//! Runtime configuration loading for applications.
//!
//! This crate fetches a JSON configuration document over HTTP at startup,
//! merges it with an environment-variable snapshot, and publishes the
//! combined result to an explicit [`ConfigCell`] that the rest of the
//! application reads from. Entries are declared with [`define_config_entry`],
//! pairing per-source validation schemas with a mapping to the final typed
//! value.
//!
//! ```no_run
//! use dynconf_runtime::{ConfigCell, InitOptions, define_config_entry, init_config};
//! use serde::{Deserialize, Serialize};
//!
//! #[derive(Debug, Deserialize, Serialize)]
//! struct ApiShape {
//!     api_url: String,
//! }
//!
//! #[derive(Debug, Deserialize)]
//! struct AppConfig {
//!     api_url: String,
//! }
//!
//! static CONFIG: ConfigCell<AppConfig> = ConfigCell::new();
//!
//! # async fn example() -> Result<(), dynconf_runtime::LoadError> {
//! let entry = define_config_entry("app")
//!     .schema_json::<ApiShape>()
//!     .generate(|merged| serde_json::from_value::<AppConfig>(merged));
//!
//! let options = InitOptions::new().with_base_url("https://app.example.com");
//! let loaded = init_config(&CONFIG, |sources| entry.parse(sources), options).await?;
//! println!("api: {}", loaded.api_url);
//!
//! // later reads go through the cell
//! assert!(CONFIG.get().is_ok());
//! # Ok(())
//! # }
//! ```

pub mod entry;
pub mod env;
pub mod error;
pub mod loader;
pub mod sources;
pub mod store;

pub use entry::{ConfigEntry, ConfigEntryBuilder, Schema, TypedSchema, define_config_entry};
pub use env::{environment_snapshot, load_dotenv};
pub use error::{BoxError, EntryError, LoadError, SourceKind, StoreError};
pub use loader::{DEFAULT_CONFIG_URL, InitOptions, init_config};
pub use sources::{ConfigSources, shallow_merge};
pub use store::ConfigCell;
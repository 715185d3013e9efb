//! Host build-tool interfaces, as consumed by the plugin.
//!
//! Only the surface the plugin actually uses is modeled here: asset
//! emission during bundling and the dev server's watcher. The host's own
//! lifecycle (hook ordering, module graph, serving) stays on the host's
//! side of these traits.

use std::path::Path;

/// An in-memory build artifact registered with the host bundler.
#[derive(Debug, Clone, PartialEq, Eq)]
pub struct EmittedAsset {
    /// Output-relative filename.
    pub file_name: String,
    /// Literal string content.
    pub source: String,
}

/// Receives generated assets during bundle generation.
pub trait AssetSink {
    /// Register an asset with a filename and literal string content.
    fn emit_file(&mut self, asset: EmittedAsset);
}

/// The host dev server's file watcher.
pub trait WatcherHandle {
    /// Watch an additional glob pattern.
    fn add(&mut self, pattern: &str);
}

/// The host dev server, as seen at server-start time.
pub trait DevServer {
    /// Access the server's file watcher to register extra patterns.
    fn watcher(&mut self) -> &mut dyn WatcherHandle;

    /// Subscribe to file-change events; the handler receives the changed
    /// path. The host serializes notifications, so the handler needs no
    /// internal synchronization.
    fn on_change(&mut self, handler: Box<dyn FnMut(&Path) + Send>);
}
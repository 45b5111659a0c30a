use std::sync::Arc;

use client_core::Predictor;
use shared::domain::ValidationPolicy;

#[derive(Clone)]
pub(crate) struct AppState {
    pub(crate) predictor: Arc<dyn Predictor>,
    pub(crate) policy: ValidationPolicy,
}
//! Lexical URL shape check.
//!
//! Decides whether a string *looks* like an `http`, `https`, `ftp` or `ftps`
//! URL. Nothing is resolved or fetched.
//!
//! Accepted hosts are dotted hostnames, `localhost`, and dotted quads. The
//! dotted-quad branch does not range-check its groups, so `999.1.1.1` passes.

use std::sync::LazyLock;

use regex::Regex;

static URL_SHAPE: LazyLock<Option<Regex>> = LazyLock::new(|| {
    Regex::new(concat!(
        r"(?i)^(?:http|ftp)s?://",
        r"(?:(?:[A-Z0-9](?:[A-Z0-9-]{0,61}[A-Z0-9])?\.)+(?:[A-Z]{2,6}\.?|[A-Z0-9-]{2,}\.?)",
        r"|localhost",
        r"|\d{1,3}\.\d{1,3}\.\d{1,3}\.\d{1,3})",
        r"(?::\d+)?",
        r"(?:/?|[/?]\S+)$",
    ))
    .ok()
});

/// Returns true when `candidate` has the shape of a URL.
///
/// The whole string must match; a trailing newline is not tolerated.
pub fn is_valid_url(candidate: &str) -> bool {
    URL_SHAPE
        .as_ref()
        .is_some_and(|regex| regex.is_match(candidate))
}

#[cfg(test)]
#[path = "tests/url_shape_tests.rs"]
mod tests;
★ ★ ★ ★ ★
* **What this task involves**
Give back, verbatim, the lines from the top of the entries above through the line containing "rest of the".

* **Completed exercise**
//! Runtime configuration loading for applications.
//!
//! This crate fetches a JSON configuration document over HTTP at startup,
//! merges it with an environment-variable snapshot, and publishes the
//! combined result to an explicit [`ConfigCell`] that the rest of the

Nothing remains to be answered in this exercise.